Un de mes oncles m'a beaucoup aidé dans l'apprentissage du Flamenco.
J'ai appris les différents styles et palos du Flamenco. J'ai vécu
dans une ambiance familiale très flamenca, et chaque jour je tombais toujours plus amoureuse du Flamenco.
- Pourquoi es- tu allée vers le chant
plutôt que vers de la danse, par exemple?
- Je ne me suis pas allée vers le chant, c'est le chant
qui est venu à moi. On ne peut pas décider les choses en se disant 'moi,
je veux être 'cantaora'. Cette profession ne peut être envisagée
sans qu'il y ait au préalable une prédisposition au cante, un minimum
de qualités vocales et qu'on sache écouter. Pour le baile ou la guitare,
c'est un peu différent car on peut apprendre à jouer de la guitare ou à
danser sans avoir de véritables prédispositions pour cela. Pour chanter,
c'est plus difficile. Il n'y a pas une table de numéros ou de lettres qui
puissent guider et indiquer la manière de faire. Pour apprendre à chanter
il faut un potentiel et des facultés préalables. Puis vient le stade où
il faut apprendre chaque jour un peu plus et le Flamenco doit prendre de
plus en plus d'importance dans sa vie. Tout en le séparant toujours de
ma vie privée, le Flamenco est très important pour moi. Je ne pourrais pas vivre sans le
Flamenco.
- Dans ta trajectoire artistique, as-tu reçu l'appui du
monde Flamenco, ou est-ce un cheminement solitaire?
- C'est une voie plutôt difficile, surtout pour les
jeunes car nous ne recevons pas l'appui des représentants artistiques.
Mais, en même temps, c'est plus gratifiant de réussir pour celui qui
avance seul. Pour nous, les jeunes, la seule manière de nous faire
connaitre, c'est de se présenter aux concours et, parfois, le choix du
jury n'est pas toujours représentatif du talent des
jeunes, mais comme c'est le seul moyen de se faire une place dans le
monde du Flamenco, on s'y présente quand même.
- Tu as gagné plusieurs prix, dont celui des 'Jovenes
Valores del Festival del cante de la Minas' en 1999, n'est-ce pas?
- Oui, j'ai eu beaucoup de chance. Je dis cela car il y a
beaucoup de bons chanteurs. J'ai eu le plaisir de recevoir aussi le prix
que je chéris plus particulièrement, celui du 'Giraldillo' de la Biennale de Arte
de Séville, que j'ai obtenu en 2002 et qui, d'une certaine manière,
fait qu'aujourd'hui, je chante ici, en France. Cela m'a ouvert plusieurs
portes et, grâce à ce prix, j'ai gagné de la popularité et cela m'a
donné l'opportunité de participer à des évènements Flamencos de grande
envergure.
- Comment définirais-tu ta manière de
chanter?
- Je pense que, de nos jours, le cante n'est pas
façonné par la terre dont on est issu, mais plutôt par le cantaor.
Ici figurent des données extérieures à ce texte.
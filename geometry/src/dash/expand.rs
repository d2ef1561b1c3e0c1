/*
 * This Source Code Form is subject to the terms of the Mozilla Public
 * License, v. 2.0. If a copy of the MPL was not distributed with this
 * file, You can obtain one at https://mozilla.org/MPL/2.0/.
 */

use super::dash_pattern::*;
use crate::geo::*;
use crate::path::*;
use crate::state::*;
use crate::stroke::*;
use crate::error::*;

use log::*;

///
/// Where the dash pattern is along a subpath
///
#[derive(Copy, Clone, Debug)]
struct DashPhase {
    ink_on: bool,
    index:  usize,
    left:   f64,
    scale:  f64,
}

impl DashPhase {
    ///
    /// The phase at the start of a subpath, with every pattern length multiplied by `scale`
    ///
    fn start(dash: &DashPattern, scale: f64) -> DashPhase {
        DashPhase {
            ink_on: dash.init_ink_on(),
            index:  dash.init_index(),
            left:   dash.init_dist_left() * scale,
            scale,
        }
    }

    ///
    /// Moves on to the next entry in the pattern
    ///
    fn advance(&mut self, dash: &DashPattern) {
        let pattern = dash.pattern();

        self.ink_on = !self.ink_on;
        self.index  = (self.index + 1) % pattern.len();
        self.left   = pattern[self.index] * self.scale;
    }
}

///
/// The scale factor that fits a whole number of pattern repetitions onto a segment
///
fn adapt_scale(length: f64, pattern_length: f64) -> f64 {
    let repetitions = (length / pattern_length).round().max(1.0);
    length / (pattern_length * repetitions)
}

///
/// Finds the point a fraction `t` of the way along a line
///
#[inline]
fn interpolate(from: FixedPoint, to: FixedPoint, t: f64) -> Result<FixedPoint, GeometryError> {
    let (from, to) = (from.to_coord2(), to.to_coord2());
    let point      = from + (to - from) * t;

    FixedPoint::from_f64(point.0, point.1)
}

///
/// Writes dashes to a path, holding back the first dash of a closed subpath so it can be joined to the last one
///
struct DashWriter<'a> {
    output:     &'a mut Path,
    deferring:  bool,
    deferred:   Vec<(FixedPoint, SegmentNotes)>,
}

impl<'a> DashWriter<'a> {
    fn move_to(&mut self, point: FixedPoint) -> Result<(), GeometryError> {
        self.output.add_point(point)
    }

    fn line_to(&mut self, point: FixedPoint, notes: SegmentNotes) -> Result<(), GeometryError> {
        if self.deferring {
            self.deferred.try_reserve(1)?;
            self.deferred.push((point, notes));

            Ok(())
        } else if !self.output.last_op_was_moveto() && self.output.current_point().ok() == Some(point) {
            // A dash that carries on over a segment boundary
            Ok(())
        } else {
            self.output.add_line_notes(point, notes)
        }
    }

    ///
    /// Writes the held back first dash of a closed subpath
    ///
    /// If ink is on at the end of the subpath, the last dash runs on into the first one. If the ink never went
    /// off, the subpath is written out whole and closed.
    ///
    fn finish_wrap(&mut self, start: FixedPoint, ink_on: bool) -> Result<(), GeometryError> {
        let deferred = std::mem::take(&mut self.deferred);

        if self.deferring {
            self.deferring = false;

            let body = match deferred.split_last() {
                Some(((last, _), body)) if *last == start   => body,
                _                                           => &deferred[..],
            };

            self.output.add_point(start)?;
            for (point, notes) in body.iter() {
                self.output.add_line_notes(*point, *notes)?;
            }
            self.output.close_subpath()
        } else if deferred.is_empty() {
            Ok(())
        } else {
            if !ink_on {
                self.output.add_point(start)?;
            }

            for (point, notes) in deferred.into_iter() {
                self.line_to(point, notes)?;
            }

            Ok(())
        }
    }
}

///
/// Dashes a single line-only subpath
///
fn dash_subpath(subpath: &Subpath, dash: &DashPattern, state: &ImagerState, output: &mut Path) -> Result<(), GeometryError> {
    let ctm         = state.ctm();
    let start       = subpath.start_point();
    let segments    = &subpath.segments()[1..];

    // The pattern is measured in user space
    let mut lengths = vec![];
    lengths.try_reserve(segments.len())?;

    let mut from = start;
    for segment in segments.iter() {
        let to      = segment.end_point();
        let delta   = to.offset_from(from);

        lengths.push(ctm.inverse_distance(delta.0, delta.1)?.magnitude());
        from = to;
    }

    if subpath.is_closed() && lengths.iter().all(|length| *length == 0.0) {
        // A closed subpath with no length still shows up as a dot when the caps can draw one
        let params = state.line_params();

        if params.cap() == LineCap::Round || params.dot_length() > 0.0 {
            output.add_point(start)?;
            output.add_line(start)?;
        }

        return Ok(());
    }

    let mut phase   = DashPhase::start(dash, 1.0);
    let wrap        = subpath.is_closed() && phase.ink_on;
    let mut writer  = DashWriter { output, deferring: wrap, deferred: vec![] };

    if phase.ink_on && !wrap {
        writer.move_to(start)?;
    }

    let mut from = start;
    for (segment, length) in segments.iter().zip(lengths.into_iter()) {
        let to = segment.end_point();

        if dash.adapt() && length > 0.0 {
            // Every segment starts the pattern afresh, stretched to fit
            let restarted = DashPhase::start(dash, adapt_scale(length, dash.pattern_length()));

            if restarted.ink_on && !phase.ink_on {
                writer.move_to(from)?;
            } else if !restarted.ink_on && phase.ink_on {
                writer.deferring = false;
            }

            phase = restarted;
        }

        // Lines that continue a dash from the previous segment keep the segment's notes
        let mut continuing  = phase.ink_on;
        let mut pos         = 0.0;

        loop {
            let remaining = length - pos;

            if phase.left >= remaining {
                phase.left -= remaining;

                if phase.ink_on {
                    writer.line_to(to, if continuing { segment.notes() } else { SegmentNotes::NONE })?;
                }
                break;
            }

            pos         += phase.left;
            let point   = interpolate(from, to, pos / length)?;

            if phase.ink_on {
                writer.line_to(point, if continuing { segment.notes() } else { SegmentNotes::NONE })?;
                writer.deferring = false;
            } else {
                writer.move_to(point)?;
            }

            continuing = false;
            phase.advance(dash);
        }

        from = to;
    }

    if wrap {
        writer.finish_wrap(start, phase.ink_on)?;
    }

    Ok(())
}

///
/// Breaks a path into dashes using the dash pattern of the line parameters
///
/// Curves are flattened first. Each dash becomes an open subpath, except that a closed subpath where the ink
/// never goes off stays closed, and a closed subpath that starts with ink on joins its first and last dashes.
/// Paths are returned unchanged when there is no dash pattern.
///
pub fn expand_dashes(path: &Path, state: &ImagerState) -> Result<Path, GeometryError> {
    let dash = match state.line_params().dash() {
        Some(dash) if !dash.is_solid()  => dash,
        _                               => return Ok(path.clone()),
    };

    if path.has_curves() {
        let flat = path.flatten(state.flatness(), state.accurate_curves())?;
        return expand_dashes(&flat, state);
    }

    let mut dashed = Path::new();
    for subpath in path.subpaths() {
        dash_subpath(subpath, dash, state, &mut dashed)?;
    }

    debug!("Dashed {} subpaths into {}", path.subpath_count(), dashed.subpath_count());

    Ok(dashed)
}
Cela me fait enrager les réflexions du style: "Tu n'es pas de Malaga
donc tu ne sais pas chanter por Malagueña" ou: "Tu n'es pas de
Huelva, donc tu ne sais pas chanter le Fandango'. Il est vra i
que la terre jouait un rôle fondamental pour le cantaor, surtout
à une époque où il n'y avait pas encore les enregistrements qui nous
permettaient d'écouter ou découvrir tous les
palos et qu'il se pouvait qu'un chant provenant d'une autre province ne soit
pas arrivé aux oreilles de ce cantaor. Mais aujourd'hui, les
choses sont radicalement différentes. Pour celui qui a envie
d'apprendre, tout est à la portée de chacun grâce aux moyens de
communication et à la discographie qui montrent tous les styles de chants, qu'ils
soient de Malaga ou de Séville. En fonction des qualités vocales de
l'individu, certains peuvent avoir plus de probabilités que d'autres
pour devenir de bons cantaores. Donc, cela dépend
surtout de nos qualités vocales.
- As-tu besoin d'être dans des
dispositions intérieures particulières pour être inspirée, dans ton
chant?
- On ne peut chanter de la même manière tous les jours
car il y a plusieurs facteurs qui interviennent sur le fait qu'on soit
meilleur cette fois là plutôt qu'une autre. Un jour, alors que j'étais
de mauvaise humeur et que j'étais triste, j'ai senti beaucoup plus de
force pour chanter et plus d'envie de transmettre. Cependant, quand je
suis dans un état normal ou contente, il se peut , parfois, que le chant
soit pire. Donc, je pense qu'on ne peut pas chanter parfaitement tous
les jours. Il y a des jours où l'on est plus inspirée que d'autres.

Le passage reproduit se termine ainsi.